Ja, mein Name ist Anette Michels. Ich bin seit vielen Jahren hier am Kunsthistorischen Institut die Kustodin der Graphischen Sammlung und auch des Gemäldebesitzes der Universität Tübingen. Parallel dazu unterrichte ich regelmäßig und mache Lehrveranstaltungen. Insbesondere Lehrveranstaltungen als praxisorientierte Ausbildung vor Originalen oder im Zusammenhang mit Ausstellungsprojekten. Beispielsweise haben wir letztes Jahr ein Projekt zur Provenienzforschung (Herkunftsforschung) gemacht, aber nicht in Bezug auf die nationalsozialistische Zeit, sondern in Bezug auf die zweite Hälfte des 19. Jahrhunderts.
„Papier hat immer eine riesige Rolle gespielt, auch schon in der Zeit vor 1500.“
Ihr Kapitel über die Graphische Sammlung im 2016 erschienenen Buch „Museen und Sammlungen der Universität Tübingen“ trägt den Titel ‚Kunst auf Papier‘. Welche Rolle spielt der Werkstoff Papier für die Kunst, die darauf abgebildet ist?

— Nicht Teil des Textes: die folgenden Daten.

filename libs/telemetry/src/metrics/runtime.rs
use std::sync::Arc;
use std::sync::atomic::{AtomicBool, Ordering};
use std::thread::JoinHandle;
use std::time::{Duration, Instant};

use parking_lot::Mutex;

const STOP_POLL: Duration = Duration::from_millis(250);

/// Runs a periodic job on a dedicated OS thread, off the async workers.
pub struct Runtime {
    interval: Duration,
    stop: Arc<AtomicBool>,
    handle: Mutex<Option<JoinHandle<()>>>,
}

impl Runtime {
    pub fn new(interval: Duration) -> Self {
        Self {
            interval,
            stop: Arc::new(AtomicBool::new(false)),
            handle: Mutex::new(None),
        }
    }

    /// Starting twice is a no-op.
    pub fn start<F>(&self, job: F) -> std::io::Result<()>
    where
        F: Fn() + Send + 'static,
    {
        let mut handle = self.handle.lock();
        if handle.is_some() {
            return Ok(());
        }

        let stop = Arc::clone(&self.stop);
        let interval = self.interval;
        let thread = std::thread::Builder::new()
            .name("telemetry-refresh".to_string())
            .spawn(move || {
                while !stop.load(Ordering::Relaxed) {
                    job();

                    let next = Instant::now() + interval;
                    while Instant::now() < next {
                        if stop.load(Ordering::Relaxed) {
                            return;
                        }
                        std::thread::sleep(STOP_POLL.min(interval));
                    }
                }
            })?;

        *handle = Some(thread);
        Ok(())
    }

    pub fn is_running(&self) -> bool {
        self.handle.lock().is_some() && !self.stop.load(Ordering::Relaxed)
    }

    pub fn stop(&self) {
        self.stop.store(true, Ordering::Relaxed);
    }
}

impl Drop for Runtime {
    fn drop(&mut self) {
        self.stop();
    }
}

Eine ganz große Rolle! Papier ist etwas, das leicht und transportabel ist. Man kann es zerknüllen und zusammenfalten. Man braucht sehr wenig, um Ideen darauf zu notieren oder zu skizzieren. Papier ist etwas, das jeder Künstler benutzt, selbst im digitalen Zeitalter, um Dinge zu notieren – seien sie pro memoria oder seien sie zukunftsweisend in Bezug auf Konzepte von größeren Arbeiten. Wir haben zum Beispiel aus einer Stiftung, die wir vor zwei Jahren von Harald Naegeli bekommen haben, auch Skizzenbücher von ihm erhalten. Die sind unglaublich spannend, weil sie sozusagen die erste Annäherung an das Vokabular des bildenden Künstlers beinhalten. Papier hat immer eine riesige Rolle gespielt, auch schon in der Zeit vor 1500. Die Papiertechnologie ist natürlich auch interessant – heute im digitalen Zeitalter noch viel mehr!

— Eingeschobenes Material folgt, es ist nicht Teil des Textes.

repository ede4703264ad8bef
pub mod password;
pub mod session;
use chrono::{DateTime, Utc};
use serde::{Deserialize, Serialize};
use utoipa::ToSchema;

use crate::domain::audit::AuditEntry;

#[derive(Debug, Clone, PartialEq, Serialize, Deserialize, ToSchema)]
#[serde(rename_all = "camelCase")]
pub struct AuditEntryResponse {
    pub id: i64,
    pub message: String,
    pub created_at: DateTime<Utc>,
}

impl From<AuditEntry> for AuditEntryResponse {
    fn from(value: AuditEntry) -> Self {
        Self {
            id: value.id,
            message: value.message,
            created_at: value.created_at,
        }
    }
}
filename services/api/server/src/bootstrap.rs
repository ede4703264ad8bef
use anyhow::Context;

use crate::Config;
use crate::service::users::UserService;

/// Creates the administrator named by `ADMIN_USERNAME`/`ADMIN_PASSWORD`.
///
/// Both must be set for anything to happen. An existing user with that name
/// is left untouched.
pub async fn ensure_admin(config: &Config, users: &UserService) -> anyhow::Result<()> {
    match (config.admin_username.as_deref(), config.admin_password.as_deref()) {
        (Some(name), Some(password)) => {
            let created = users
                .ensure_admin(name, password)
                .await
                .context("Failed to bootstrap admin user")?;

            if created {
                tracing::info!(name, "Created admin user");
            } else {
                tracing::info!(name, "Admin user already present");
            }
        }
        (None, None) => tracing::debug!("No admin credentials configured"),
        _ => tracing::warn!(
            "Only one of ADMIN_USERNAME and ADMIN_PASSWORD is set, skipping admin bootstrap"
        ),
    }

    Ok(())
}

„Die frühsten Papiere kennen wir aus China.“
Inwiefern hat sich die Beschaffenheit des Papiers im Laufe der Jahrhunderte verändert und welchen Einfluss hat die Papierqualität auf das Kunstwerk?
Bei den Papieren der Frühen Neuzeit, das ist grosso modo die Zeit vor 1500 bis 1800, haben wir es primär mit unglaublich hochwertigen Papieren zu tun – nämlich mit Büttenpapieren. Das sind in der Regel handgeschöpfte Papiere, die nicht aus holzschliffhaltigem Material hergestellt worden sind, also nicht aus alten Zeitungen oder ähnlichem. Es sind sogenannte Hadernpapiere. Das heißt, dass diese Papiere eigentlich aus Lumpen bestehen. Kleiderlumpen, die zerrissen und zermahlen und dann mit Wasser aufgefüllt worden sind, wodurch dann ein Papierbrei entsteht. Mit Hilfe einer ganz bestimmten Technologie kann man aus diesem Brei dann Papierbögen schöpfen. Diese sogenannten Büttenpapiere erkennt man daran, dass sie meistens auch einen etwas unregelmäßigen Rand haben. Häufig ist auch noch ein Wasserzeichen erkennbar, wenn Sie den Bogen gegen das Licht halten. Das ist dann der Verweis auf die Papiermühle, die das Papier hergestellt hat. Wir haben in Deutschland die ersten Papiermühlen in der Zeit ab 1390. Die erste urkundlich bezeugte Papiermühle befand sich beispielsweise in der Nähe von Nürnberg.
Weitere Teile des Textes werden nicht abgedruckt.